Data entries

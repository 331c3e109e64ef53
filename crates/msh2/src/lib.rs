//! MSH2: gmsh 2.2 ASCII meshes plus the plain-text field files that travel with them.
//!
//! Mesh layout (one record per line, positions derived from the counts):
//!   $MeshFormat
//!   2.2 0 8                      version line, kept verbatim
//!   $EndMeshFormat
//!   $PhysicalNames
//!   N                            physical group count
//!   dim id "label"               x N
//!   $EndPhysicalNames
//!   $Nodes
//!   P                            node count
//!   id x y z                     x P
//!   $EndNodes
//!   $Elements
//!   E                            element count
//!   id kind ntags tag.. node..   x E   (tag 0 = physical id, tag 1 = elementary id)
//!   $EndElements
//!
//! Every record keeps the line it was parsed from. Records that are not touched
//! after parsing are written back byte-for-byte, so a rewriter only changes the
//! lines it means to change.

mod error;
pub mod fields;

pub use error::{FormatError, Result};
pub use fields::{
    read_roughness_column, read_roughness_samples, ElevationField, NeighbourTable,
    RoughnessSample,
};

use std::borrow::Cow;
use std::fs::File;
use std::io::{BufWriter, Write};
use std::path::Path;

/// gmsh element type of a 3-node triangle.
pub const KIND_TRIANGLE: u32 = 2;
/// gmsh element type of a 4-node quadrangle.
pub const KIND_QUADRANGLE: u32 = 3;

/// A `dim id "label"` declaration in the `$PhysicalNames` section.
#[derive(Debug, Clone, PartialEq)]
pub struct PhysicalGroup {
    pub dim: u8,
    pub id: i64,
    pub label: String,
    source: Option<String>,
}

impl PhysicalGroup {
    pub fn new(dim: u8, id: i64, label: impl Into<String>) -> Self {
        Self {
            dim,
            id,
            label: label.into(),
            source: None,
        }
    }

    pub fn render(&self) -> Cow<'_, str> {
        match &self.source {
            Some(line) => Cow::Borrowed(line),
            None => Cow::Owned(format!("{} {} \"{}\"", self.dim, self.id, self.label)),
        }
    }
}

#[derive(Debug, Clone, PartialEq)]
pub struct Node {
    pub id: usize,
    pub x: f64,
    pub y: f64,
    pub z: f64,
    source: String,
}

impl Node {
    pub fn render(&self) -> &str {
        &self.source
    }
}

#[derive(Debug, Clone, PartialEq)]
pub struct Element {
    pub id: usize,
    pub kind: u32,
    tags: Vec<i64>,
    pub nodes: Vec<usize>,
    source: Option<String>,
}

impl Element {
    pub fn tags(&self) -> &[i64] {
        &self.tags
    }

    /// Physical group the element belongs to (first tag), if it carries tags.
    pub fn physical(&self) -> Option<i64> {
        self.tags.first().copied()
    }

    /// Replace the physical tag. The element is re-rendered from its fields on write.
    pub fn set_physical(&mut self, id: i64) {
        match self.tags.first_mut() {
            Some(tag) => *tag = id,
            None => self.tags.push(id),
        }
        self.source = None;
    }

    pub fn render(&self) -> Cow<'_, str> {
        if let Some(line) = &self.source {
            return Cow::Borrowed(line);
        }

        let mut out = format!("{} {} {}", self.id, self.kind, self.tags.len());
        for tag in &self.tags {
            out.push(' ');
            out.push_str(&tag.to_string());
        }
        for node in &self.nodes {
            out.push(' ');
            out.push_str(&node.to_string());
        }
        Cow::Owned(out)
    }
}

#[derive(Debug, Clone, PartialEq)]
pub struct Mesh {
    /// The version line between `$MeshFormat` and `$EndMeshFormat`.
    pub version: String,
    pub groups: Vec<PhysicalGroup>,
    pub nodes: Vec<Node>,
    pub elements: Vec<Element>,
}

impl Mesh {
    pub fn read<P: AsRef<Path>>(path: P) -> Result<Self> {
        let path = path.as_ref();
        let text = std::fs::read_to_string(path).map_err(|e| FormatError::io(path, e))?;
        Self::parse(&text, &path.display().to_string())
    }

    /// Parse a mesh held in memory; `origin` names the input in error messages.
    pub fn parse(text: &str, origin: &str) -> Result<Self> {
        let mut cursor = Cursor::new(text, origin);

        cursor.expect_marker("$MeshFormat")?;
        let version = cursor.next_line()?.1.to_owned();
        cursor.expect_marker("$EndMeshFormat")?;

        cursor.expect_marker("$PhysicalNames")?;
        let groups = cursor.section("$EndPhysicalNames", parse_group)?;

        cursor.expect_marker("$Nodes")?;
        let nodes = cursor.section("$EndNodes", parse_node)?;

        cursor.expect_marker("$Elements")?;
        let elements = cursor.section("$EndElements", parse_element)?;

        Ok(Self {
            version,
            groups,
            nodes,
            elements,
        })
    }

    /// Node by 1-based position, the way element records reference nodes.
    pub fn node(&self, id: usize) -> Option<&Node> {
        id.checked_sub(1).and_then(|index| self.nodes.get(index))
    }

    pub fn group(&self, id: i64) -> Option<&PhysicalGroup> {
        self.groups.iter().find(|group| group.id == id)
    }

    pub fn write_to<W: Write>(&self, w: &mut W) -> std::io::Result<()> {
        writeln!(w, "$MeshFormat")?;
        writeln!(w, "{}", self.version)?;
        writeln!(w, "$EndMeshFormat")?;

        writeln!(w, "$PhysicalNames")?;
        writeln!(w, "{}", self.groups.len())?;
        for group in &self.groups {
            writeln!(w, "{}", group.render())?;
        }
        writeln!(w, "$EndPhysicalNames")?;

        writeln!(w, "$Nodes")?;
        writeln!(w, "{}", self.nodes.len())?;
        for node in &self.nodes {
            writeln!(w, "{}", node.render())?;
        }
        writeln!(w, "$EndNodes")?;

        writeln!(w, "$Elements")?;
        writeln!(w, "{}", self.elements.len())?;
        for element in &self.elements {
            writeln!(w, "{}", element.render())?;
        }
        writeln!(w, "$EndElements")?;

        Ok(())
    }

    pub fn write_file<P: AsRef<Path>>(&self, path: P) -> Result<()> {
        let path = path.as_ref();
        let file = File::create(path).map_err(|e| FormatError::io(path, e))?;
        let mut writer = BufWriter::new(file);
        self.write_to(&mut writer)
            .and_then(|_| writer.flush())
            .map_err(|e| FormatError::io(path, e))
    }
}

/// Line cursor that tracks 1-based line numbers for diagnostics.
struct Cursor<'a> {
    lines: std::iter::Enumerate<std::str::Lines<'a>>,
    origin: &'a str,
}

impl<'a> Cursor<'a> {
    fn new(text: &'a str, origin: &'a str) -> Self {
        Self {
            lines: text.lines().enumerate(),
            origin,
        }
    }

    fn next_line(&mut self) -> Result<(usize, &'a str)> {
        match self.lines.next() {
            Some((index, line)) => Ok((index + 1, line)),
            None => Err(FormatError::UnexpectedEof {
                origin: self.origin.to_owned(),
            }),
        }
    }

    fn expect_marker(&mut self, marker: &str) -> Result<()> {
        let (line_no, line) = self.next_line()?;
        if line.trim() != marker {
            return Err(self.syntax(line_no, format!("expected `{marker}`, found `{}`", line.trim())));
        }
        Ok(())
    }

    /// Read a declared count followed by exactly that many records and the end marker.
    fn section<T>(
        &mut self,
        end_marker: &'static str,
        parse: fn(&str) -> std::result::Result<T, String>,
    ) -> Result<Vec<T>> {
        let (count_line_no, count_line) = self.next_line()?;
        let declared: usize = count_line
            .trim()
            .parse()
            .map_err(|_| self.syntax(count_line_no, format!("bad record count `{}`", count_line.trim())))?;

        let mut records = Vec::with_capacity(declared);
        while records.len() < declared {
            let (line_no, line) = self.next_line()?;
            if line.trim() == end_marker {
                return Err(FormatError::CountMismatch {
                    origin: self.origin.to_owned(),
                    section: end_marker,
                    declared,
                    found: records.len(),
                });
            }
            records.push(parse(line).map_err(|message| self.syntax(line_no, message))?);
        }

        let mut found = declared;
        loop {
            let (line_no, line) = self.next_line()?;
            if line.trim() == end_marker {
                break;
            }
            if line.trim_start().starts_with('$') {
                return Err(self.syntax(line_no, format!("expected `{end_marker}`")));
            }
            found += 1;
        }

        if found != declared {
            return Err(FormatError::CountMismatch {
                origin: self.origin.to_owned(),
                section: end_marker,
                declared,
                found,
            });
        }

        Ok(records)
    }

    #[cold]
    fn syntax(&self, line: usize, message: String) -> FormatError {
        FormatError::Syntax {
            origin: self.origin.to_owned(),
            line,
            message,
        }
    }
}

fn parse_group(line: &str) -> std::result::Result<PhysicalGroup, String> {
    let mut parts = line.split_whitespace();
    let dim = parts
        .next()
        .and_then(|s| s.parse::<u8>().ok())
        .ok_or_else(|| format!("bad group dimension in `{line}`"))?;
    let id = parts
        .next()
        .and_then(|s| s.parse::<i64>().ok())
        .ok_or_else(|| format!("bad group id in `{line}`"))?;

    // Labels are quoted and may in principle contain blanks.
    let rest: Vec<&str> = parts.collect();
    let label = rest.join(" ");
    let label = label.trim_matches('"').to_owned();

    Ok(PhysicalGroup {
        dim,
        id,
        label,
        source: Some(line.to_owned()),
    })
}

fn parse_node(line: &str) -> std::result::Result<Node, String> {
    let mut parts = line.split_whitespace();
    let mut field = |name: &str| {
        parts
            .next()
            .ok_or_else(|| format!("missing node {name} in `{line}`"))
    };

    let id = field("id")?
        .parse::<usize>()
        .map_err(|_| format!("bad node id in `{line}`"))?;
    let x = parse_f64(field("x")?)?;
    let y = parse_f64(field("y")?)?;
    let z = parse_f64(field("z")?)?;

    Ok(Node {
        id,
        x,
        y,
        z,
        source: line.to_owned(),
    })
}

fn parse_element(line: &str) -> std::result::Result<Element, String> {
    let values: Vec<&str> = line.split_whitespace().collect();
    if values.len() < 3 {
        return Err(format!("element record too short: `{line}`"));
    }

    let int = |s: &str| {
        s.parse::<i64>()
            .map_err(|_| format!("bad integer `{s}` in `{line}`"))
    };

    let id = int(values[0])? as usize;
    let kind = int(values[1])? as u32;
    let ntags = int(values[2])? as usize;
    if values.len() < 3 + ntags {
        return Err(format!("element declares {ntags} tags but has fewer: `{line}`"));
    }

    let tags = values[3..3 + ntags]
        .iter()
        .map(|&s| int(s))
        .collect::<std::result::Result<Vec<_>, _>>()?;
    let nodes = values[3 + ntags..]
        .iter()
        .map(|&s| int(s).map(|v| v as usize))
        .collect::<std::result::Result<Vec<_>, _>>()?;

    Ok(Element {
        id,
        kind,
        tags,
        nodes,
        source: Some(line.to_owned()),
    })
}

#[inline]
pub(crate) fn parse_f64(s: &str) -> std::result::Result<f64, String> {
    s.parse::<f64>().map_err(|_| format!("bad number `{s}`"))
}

---

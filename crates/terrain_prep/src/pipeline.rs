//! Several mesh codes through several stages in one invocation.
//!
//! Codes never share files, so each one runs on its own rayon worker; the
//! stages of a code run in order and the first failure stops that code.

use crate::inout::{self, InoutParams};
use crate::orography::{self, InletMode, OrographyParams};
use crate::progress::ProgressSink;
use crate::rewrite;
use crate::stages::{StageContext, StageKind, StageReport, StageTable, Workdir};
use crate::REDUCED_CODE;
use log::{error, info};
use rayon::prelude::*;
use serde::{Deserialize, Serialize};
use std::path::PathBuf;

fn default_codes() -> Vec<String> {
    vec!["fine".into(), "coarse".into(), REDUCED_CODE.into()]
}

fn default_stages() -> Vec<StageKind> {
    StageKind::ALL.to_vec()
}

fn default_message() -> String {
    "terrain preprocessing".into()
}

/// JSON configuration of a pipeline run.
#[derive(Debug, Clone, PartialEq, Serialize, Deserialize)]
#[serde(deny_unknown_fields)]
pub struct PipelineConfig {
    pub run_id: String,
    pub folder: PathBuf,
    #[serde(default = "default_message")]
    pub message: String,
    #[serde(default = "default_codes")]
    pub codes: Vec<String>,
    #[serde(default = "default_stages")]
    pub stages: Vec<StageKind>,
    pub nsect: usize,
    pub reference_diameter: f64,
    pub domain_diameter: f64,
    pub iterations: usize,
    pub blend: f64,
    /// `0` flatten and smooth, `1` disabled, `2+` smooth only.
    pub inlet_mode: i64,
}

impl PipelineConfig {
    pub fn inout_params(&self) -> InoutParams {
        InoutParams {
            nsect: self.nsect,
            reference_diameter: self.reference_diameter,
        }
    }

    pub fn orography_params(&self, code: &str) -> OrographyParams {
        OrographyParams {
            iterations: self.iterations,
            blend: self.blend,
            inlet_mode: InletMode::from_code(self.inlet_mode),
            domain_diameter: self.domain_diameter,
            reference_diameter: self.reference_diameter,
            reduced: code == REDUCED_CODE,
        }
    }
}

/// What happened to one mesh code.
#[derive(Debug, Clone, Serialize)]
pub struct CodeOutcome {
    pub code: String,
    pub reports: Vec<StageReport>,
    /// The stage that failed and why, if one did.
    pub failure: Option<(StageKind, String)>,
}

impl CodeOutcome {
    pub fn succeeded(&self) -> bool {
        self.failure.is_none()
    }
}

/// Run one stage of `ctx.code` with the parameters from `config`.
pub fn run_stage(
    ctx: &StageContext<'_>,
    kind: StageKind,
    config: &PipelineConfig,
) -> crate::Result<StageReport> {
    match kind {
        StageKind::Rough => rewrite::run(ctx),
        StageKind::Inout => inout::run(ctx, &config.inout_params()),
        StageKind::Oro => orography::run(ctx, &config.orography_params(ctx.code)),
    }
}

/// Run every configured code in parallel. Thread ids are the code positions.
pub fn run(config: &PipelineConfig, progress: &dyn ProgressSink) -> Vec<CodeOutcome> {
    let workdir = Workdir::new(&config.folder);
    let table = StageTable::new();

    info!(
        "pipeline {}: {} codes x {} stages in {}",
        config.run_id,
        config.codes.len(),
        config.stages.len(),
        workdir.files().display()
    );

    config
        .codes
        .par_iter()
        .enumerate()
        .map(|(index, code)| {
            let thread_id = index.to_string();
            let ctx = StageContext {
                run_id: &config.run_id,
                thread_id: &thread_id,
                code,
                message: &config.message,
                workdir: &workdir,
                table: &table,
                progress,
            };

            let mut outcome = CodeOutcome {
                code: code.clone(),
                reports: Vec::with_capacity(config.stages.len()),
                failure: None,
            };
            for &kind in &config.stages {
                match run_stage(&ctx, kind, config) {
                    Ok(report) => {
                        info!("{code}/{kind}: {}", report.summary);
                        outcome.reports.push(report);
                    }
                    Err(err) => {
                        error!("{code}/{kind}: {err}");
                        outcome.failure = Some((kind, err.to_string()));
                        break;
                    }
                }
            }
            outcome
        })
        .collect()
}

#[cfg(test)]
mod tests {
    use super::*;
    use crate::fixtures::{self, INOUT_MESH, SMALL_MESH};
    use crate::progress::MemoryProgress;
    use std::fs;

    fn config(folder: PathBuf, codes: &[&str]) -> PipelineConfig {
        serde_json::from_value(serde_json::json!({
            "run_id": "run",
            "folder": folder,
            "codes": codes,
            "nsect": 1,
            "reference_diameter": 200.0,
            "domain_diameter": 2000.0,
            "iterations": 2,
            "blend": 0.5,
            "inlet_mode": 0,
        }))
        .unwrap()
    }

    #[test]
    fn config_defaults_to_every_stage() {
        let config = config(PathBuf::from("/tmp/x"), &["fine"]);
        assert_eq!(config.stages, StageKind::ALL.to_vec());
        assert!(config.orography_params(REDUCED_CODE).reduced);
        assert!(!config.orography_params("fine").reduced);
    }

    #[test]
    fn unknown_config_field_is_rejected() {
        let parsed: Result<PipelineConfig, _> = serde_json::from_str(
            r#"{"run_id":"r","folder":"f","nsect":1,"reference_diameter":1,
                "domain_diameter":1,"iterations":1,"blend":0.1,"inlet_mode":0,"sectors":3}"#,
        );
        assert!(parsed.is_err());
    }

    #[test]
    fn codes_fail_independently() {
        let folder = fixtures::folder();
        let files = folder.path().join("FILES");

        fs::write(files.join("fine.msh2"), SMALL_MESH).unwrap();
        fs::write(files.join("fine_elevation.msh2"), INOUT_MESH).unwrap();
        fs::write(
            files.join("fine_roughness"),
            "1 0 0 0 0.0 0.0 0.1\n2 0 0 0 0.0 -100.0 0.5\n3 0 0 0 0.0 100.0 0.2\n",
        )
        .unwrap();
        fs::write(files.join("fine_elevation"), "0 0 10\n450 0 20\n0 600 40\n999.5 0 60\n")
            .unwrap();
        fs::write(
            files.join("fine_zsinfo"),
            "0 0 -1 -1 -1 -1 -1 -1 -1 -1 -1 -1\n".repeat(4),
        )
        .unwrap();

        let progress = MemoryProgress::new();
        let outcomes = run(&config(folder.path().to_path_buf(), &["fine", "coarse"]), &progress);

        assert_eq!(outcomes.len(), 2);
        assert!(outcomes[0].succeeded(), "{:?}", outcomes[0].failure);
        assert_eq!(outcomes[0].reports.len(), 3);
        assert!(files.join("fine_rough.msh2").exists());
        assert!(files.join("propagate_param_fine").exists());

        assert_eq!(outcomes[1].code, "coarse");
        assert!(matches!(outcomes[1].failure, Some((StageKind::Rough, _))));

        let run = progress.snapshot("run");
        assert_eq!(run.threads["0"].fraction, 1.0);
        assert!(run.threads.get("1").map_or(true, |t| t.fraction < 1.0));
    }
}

What is needed: A single number is needed: the count of lines in the records that contain "StageTable".

Your response: 2